Modern psikoloji, aşkın çok katmanlı yapısını kuramsallaştırmak için daha sistematik modeller geliştirmiştir. Sternberg’in (1986, 1988) Üçgen Aşk Kuramı, aşkı üç temel bileşen üzerinden açıklar: yakınlık, tutku ve bağlılık. Yakınlık, duygusal paylaşım ve samimiyetin oluşturduğu temel bağı; tutku, fiziksel çekim ve yoğun arzu ile ilişkili motivasyonel boyutu; bağlılık ise kısa vadede aşk kararı, uzun vadede ilişkiyi sürdürme iradesini ifade eder. Bu üç unsur farklı kombinasyonlarda birleşerek romantik aşk, dostane aşk veya tamamlanmış aşk gibi çeşitli formlara dönüşür. Psikolojinin sunduğu bu çerçeve, aşkın kişisel deneyimde nasıl farklı yüzler kazanabileceğini gösterirken, aynı zamanda aşkın bir süreç olarak zaman içinde evrildiğini vurgular. Nörobilim ise aşkın biyolojik temellerini inceleyerek bu duygunun beyindeki izdüşümlerini ortaya koymuştur. Fonksiyonel manyetik rezonans görüntüleme (fMRI) araştırmaları, aşık olunduğunda beynin ödül merkezlerinde dopamin salınımının arttığını, oksitosin ve vazopressin gibi nöropeptitlerin bağlanma ve güven duygularını güçlendirdiğini göstermektedir (Bartels & Zeki, 2000). Bu bulgular, aşkın yalnızca soyut bir felsefi kavram ya da psikolojik bir durum değil, aynı zamanda nörokimyasal temeli olan bir biyolojik olgu olduğunu kanıtlar niteliktedir. Ancak bu biyolojik açıklamalar aşkı tam anlamıyla “çözmekten” uzaktır, çünkü aşkın birey üzerindeki etkisi, yalnızca beyin süreçlerine indirgenemeyecek kadar kültürel, duygusal ve varoluşsal katmanlara sahiptir.
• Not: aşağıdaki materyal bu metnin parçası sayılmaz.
//! Mapping definitions: the immutable description of one mapping unit.
//!
//! Definitions arrive in raw, mutable form (registered in code or parsed
//! from declarative YAML files), get altered during discovery, and are
//! frozen into [`MappingDefinition`] values before any mapper is built.
//! A frozen definition is never modified again; live mapper state (appended
//! names, rewritten titles) stays on the mapper instance.

use anyhow::{Context, Result};
use serde::{Deserialize, Serialize};

/// Concrete mapper implementation selected by a definition.
///
/// A closed set: definitions choose a kind, and the registry dispatches
/// construction over it. New kinds are added here, not looked up by name at
/// runtime.
#[derive(Debug, Clone, Copy, PartialEq, Eq, Serialize, Deserialize)]
#[serde(rename_all = "snake_case")]
pub enum MapperKind {
    /// A plain list of configuration names translated together.
    Names,

    /// A mapping unit backed by a configuration entity type; the concrete
    /// configuration name is derived when an entity instance is bound.
    Entity,
}

/// Raw, mutable form of a mapping definition.
///
/// This is the shape declarative mapping files deserialize into and the
/// shape alteration passes mutate. [`MappingDefinition::from_raw`] validates
/// and freezes it.
#[derive(Debug, Clone, Default, PartialEq, Serialize, Deserialize)]
pub struct RawMappingDefinition {
    /// Title of the translation page. May contain a `!label` placeholder
    /// that entity binding replaces with the entity's display label.
    #[serde(default)]
    pub title: String,

    /// Path of the underlying edit page. May contain `{param}` route
    /// placeholders resolved from the mapper's route parameters.
    #[serde(default)]
    pub base_path: String,

    /// Name of the route the mapping unit is attached to.
    #[serde(default)]
    pub base_route_name: String,

    /// Configuration names translated together as this unit.
    #[serde(default)]
    pub names: Vec<String>,

    /// Sort weight among mapping units.
    #[serde(default)]
    pub weight: i32,

    /// Entity type backing this unit, for entity mappers.
    #[serde(default)]
    pub entity_type: Option<String>,

    /// For grouped sub-mappings (e.g. per-type field collections): the
    /// entity type the group belongs to, used to compose the type label.
    #[serde(default)]
    pub base_entity_type: Option<String>,

    /// Explicit mapper kind; inferred from `entity_type` when absent.
    #[serde(default)]
    pub kind: Option<MapperKind>,
}

/// Immutable mapping definition, validated and frozen after discovery.
#[derive(Debug, Clone, PartialEq)]
pub struct MappingDefinition {
    id: String,
    title: String,
    base_path: String,
    base_route_name: String,
    names: Vec<String>,
    weight: i32,
    entity_type: Option<String>,
    base_entity_type: Option<String>,
    kind: MapperKind,
}

impl MappingDefinition {
    /// Validate and freeze a raw definition.
    ///
    /// Name mappers must declare at least one configuration name; entity
    /// mappers must declare an entity type and may start with none (their
    /// name is derived at entity-bind time). Every declared name must be a
    /// dot-delimited identifier.
    pub fn from_raw(id: impl Into<String>, raw: RawMappingDefinition) -> Result<Self> {
        let id = id.into();
        if id.trim().is_empty() {
            anyhow::bail!("mapping definition id must not be empty");
        }

        for name in &raw.names {
            validate_config_name(name).with_context(|| format!("mapping definition '{id}'"))?;
        }

        let kind = raw.kind.unwrap_or(if raw.entity_type.is_some() {
            MapperKind::Entity
        } else {
            MapperKind::Names
        });

        match kind {
            MapperKind::Names if raw.names.is_empty() => {
                anyhow::bail!("mapping definition '{id}' declares no configuration names");
            }
            MapperKind::Entity if raw.entity_type.is_none() => {
                anyhow::bail!(
                    "mapping definition '{id}' selects the entity mapper but declares no entity type"
                );
            }
            _ => {}
        }

        Ok(Self {
            id,
            title: raw.title,
            base_path: raw.base_path,
            base_route_name: raw.base_route_name,
            names: raw.names,
            weight: raw.weight,
            entity_type: raw.entity_type,
            base_entity_type: raw.base_entity_type,
            kind,
        })
    }

    /// Unique id of the mapping unit.
    pub fn id(&self) -> &str {
        &self.id
    }

    /// Title template of the translation page.
    pub fn title(&self) -> &str {
        &self.title
    }

    /// Path of the underlying edit page, placeholders unresolved.
    pub fn base_path(&self) -> &str {
        &self.base_path
    }

    /// Name of the route the mapping unit is attached to.
    pub fn base_route_name(&self) -> &str {
        &self.base_route_name
    }

    /// Statically declared configuration names, in declaration order.
    pub fn names(&self) -> &[String] {
        &self.names
    }

    /// Sort weight among mapping units.
    pub fn weight(&self) -> i32 {
        self.weight
    }

    /// Entity type backing this unit, for entity mappers.
    pub fn entity_type(&self) -> Option<&str> {
        self.entity_type.as_deref()
    }

    /// Entity type a grouped sub-mapping belongs to.
    pub fn base_entity_type(&self) -> Option<&str> {
        self.base_entity_type.as_deref()
    }

    /// Concrete mapper implementation to construct.
    pub fn kind(&self) -> MapperKind {
        self.kind
    }
}

/// Validate that a configuration name is a dot-delimited identifier.
///
/// At least two non-empty segments of ASCII alphanumerics, underscores, or
/// dashes (e.g. "system.site", "field.instance.node.article.body").
pub fn validate_config_name(name: &str) -> Result<()> {
    let segments: Vec<&str> = name.split('.').collect();
    if segments.len() < 2 {
        anyhow::bail!("configuration name '{name}' must contain at least two dot-delimited segments");
    }
    for segment in segments {
        if segment.is_empty() {
            anyhow::bail!("configuration name '{name}' contains an empty segment");
        }
        if let Some(c) = segment
            .chars()
            .find(|c| !c.is_ascii_alphanumeric() && *c != '_' && *c != '-')
        {
            anyhow::bail!("configuration name '{name}' contains invalid character '{c}'");
        }
    }
    Ok(())
}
Aşk bir yandan biyolojik bir dürtü gibi davranır; diğer yandan bireyin kimliğini, değerlerini ve özgürlüğünü yeniden yorumladığı bir varoluş alanı yaratır. Felsefi düşüncenin aşkı insanın kendi sınırlarını aşma deneyimi olarak kavramsallaştırması, psikolojinin bu deneyimi bileşenlerine ayırarak sınıflandırması ve nörobilimin aşkın bedensel temelini ortaya koyması, aşkın tek boyutlu bir tanımla kavranamayacağını açıkça gösterir. Bu çok katmanlı yapı, aşkı hem bilimsel incelemeye hem de felsefi sorgulamaya eşit derecede açık hale getirir. Ne yalnızca ruhsal bir yücelik ne de yalnızca biyolojik bir mekanizma olan aşk, bireyin hem kendine hem de ötekine yönelişini içeren bir bağdır. Zamandan ve akıldan bağımsız görünmesinin nedeni de budur: Aşk, insanın içsel deneyimi ile bedensel varlığı, özgürlüğü ile bağlılığı, tutkusu ile sorumluluğu aynı anda harekete geçirir. Dolayısıyla aşk, ne tamamen ölçülebilir bir olgu ne de bütünüyle soyut bir kavramdır; farklı disiplinlerin kesişim noktasında hem yıkıcı hem yaratıcı hem bireysel hem evrensel bir fenomen olarak varlığını sürdürür. Bu nedenle aşkı anlamaya yönelik her çaba, felsefi, psikolojik ve biyolojik yaklaşımların birlikte değerlendirilmesini zorunlu kılar, çünkü ancak bu bütüncül bakış, aşkın insana neden hem böylesine tanıdık hem de böylesine esrarengiz geldiğini açıklayabilir.
Kaynakça
Bartels, A., & Zeki, S. (2000). The neural basis of romantic love. NeuroReport, 11(17), 3829–3834. https://doi.org/10.1097/00001756-200011270-00046
Heidegger, M. (1996). Being and time (J. Stambaugh, Trans.). State University of New York Press. (Original work published 1927)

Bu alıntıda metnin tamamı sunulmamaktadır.